U.S. Trade Representative Robert Lighthizer told the Senate Finance Committee on Thursday that the Trump administration would temporarily exempt some countries "based on a certain set of criteria" from steel and aluminum tariffs while they negotiate with the United States.
In addition to the EU, those exempt are Argentina, Australia, Brazil and South Korea, Lighthizer said. President Donald Trump had already granted exemptions to Mexico and Canada when he signed the tariffs earlier this month.
"There are countries with whom we're negotiating and the question becomes the obvious one that you think, as a matter of business, how does this work? So what he has decided to do is to pause the imposition of the tariffs with respect to those countries," Lighthizer said.

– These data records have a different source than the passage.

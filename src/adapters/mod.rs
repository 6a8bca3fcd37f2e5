//! Adapters layer: Concrete implementations of ports.
//!
//! - `http`: reqwest client for the remote prediction service
//! - `sanitize`: vitals/secret filtering for logs

pub mod http;
pub mod sanitize;

pub use http::HttpPredictor;
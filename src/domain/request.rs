//! Wire types for the remote prediction service.
//!
//! `POST /predict` takes a [`PredictionRequest`] and answers with a
//! [`RemotePrediction`]; `GET /health` answers with a [`ServiceHealth`].

use serde::{Deserialize, Serialize};

use super::assessment::RiskLevel;
use super::metrics::Metrics;

/// Request body for `POST /predict`.
///
/// Field names are the service's; values are copied from [`Metrics`]
/// verbatim except booleans, which are sent as 0/1.
#[derive(Debug, Clone, PartialEq, Serialize, Deserialize)]
pub struct PredictionRequest {
    pub age: u32,
    pub gender: u8,
    pub height: f64,
    pub weight: f64,
    pub ap_hi: u32,
    pub ap_lo: u32,
    pub cholesterol: u8,
    pub gluc: u8,
    pub smoke: u8,
    pub alco: u8,
    pub active: u8,
}

impl PredictionRequest {
    /// Project metrics onto the wire shape.
    #[must_use]
    pub fn build(metrics: &Metrics) -> Self {
        Self {
            age: metrics.age,
            gender: metrics.gender.code(),
            height: metrics.height_cm,
            weight: metrics.weight_kg,
            ap_hi: metrics.systolic_bp,
            ap_lo: metrics.diastolic_bp,
            cholesterol: metrics.cholesterol.code(),
            gluc: metrics.glucose.code(),
            smoke: u8::from(metrics.smoker),
            alco: u8::from(metrics.drinks_alcohol),
            active: u8::from(metrics.physically_active),
        }
    }
}

impl From<&Metrics> for PredictionRequest {
    fn from(metrics: &Metrics) -> Self {
        Self::build(metrics)
    }
}

/// Response body of `POST /predict`.
///
/// Only `risk_score` is mandatory; everything else is defaulted by the
/// normalizer when absent.
#[derive(Debug, Clone, PartialEq, Serialize, Deserialize)]
pub struct RemotePrediction {
    /// Probability of disease as a percentage (0-100)
    pub risk_score: f64,

    #[serde(default)]
    pub risk_level: Option<RiskLevel>,

    /// Binary class (0 = no CVD, 1 = CVD)
    #[serde(default)]
    pub prediction: Option<u8>,

    #[serde(default)]
    pub risk_factors: Option<Vec<String>>,

    #[serde(default)]
    pub recommendations: Option<Vec<String>>,

    #[serde(default)]
    pub bmi: Option<f64>,

    #[serde(default)]
    pub message: Option<String>,
}

impl RemotePrediction {
    /// Reject payloads that decode but cannot be presented.
    ///
    /// # Errors
    /// Returns a description of the first offending field.
    pub fn check(&self) -> Result<(), String> {
        if !self.risk_score.is_finite() || !(0.0..=100.0).contains(&self.risk_score) {
            return Err(format!("risk_score {} outside [0, 100]", self.risk_score));
        }
        if let Some(bmi) = self.bmi {
            if !bmi.is_finite() || bmi <= 0.0 {
                return Err(format!("bmi {bmi} is not a positive number"));
            }
        }
        if let Some(prediction) = self.prediction {
            if prediction > 1 {
                return Err(format!("prediction {prediction} is not 0 or 1"));
            }
        }
        Ok(())
    }
}

/// Response body of `GET /health`.
#[derive(Debug, Clone, PartialEq, Eq, Serialize, Deserialize)]
pub struct ServiceHealth {
    pub status: String,
    #[serde(default)]
    pub model_loaded: bool,
    #[serde(default)]
    pub scaler_loaded: bool,
    #[serde(default)]
    pub version: String,
}

impl ServiceHealth {
    /// Whether the service can answer predictions right now.
    #[must_use]
    pub fn is_ready(&self) -> bool {
        self.status == "healthy" && self.model_loaded
    }
}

Trump's tariffs had sparked outrage among European officials, who lobbied hard for an exemption, citing the continent's long-standing military alliance and close economic ties to the United States.
The European Commission, the EU executive body, had threatened to retaliate by imposing trade penalties on a long-list of American products, worth some $3.4 billion in annual trade.
Though Trump has repeatedly singled out China for unfair trade practices, the European Union stood to lose more than Beijing from U.S. steel and aluminum tariffs. The bloc would have potentially suffered a loss of at least $2.4 billion, compared with a loss of $400 million for China.
That's because the European Union is one of the largest sources of U.S. steel imports. The 28-nation bloc exported 5.3 million metric tons of steel to the U.S. in 2017, second only to Canada. In dollar terms, it was the largest source of U.S. steel imports last year at a value of $6.6 billion.
Trump announced a package of up to $60 billion in tariffs on Thursday that penalizes China for intellectual property theft. EU countries have also expressed concern about steel dumping by China and forced technology transfers as a condition of doing business in the country.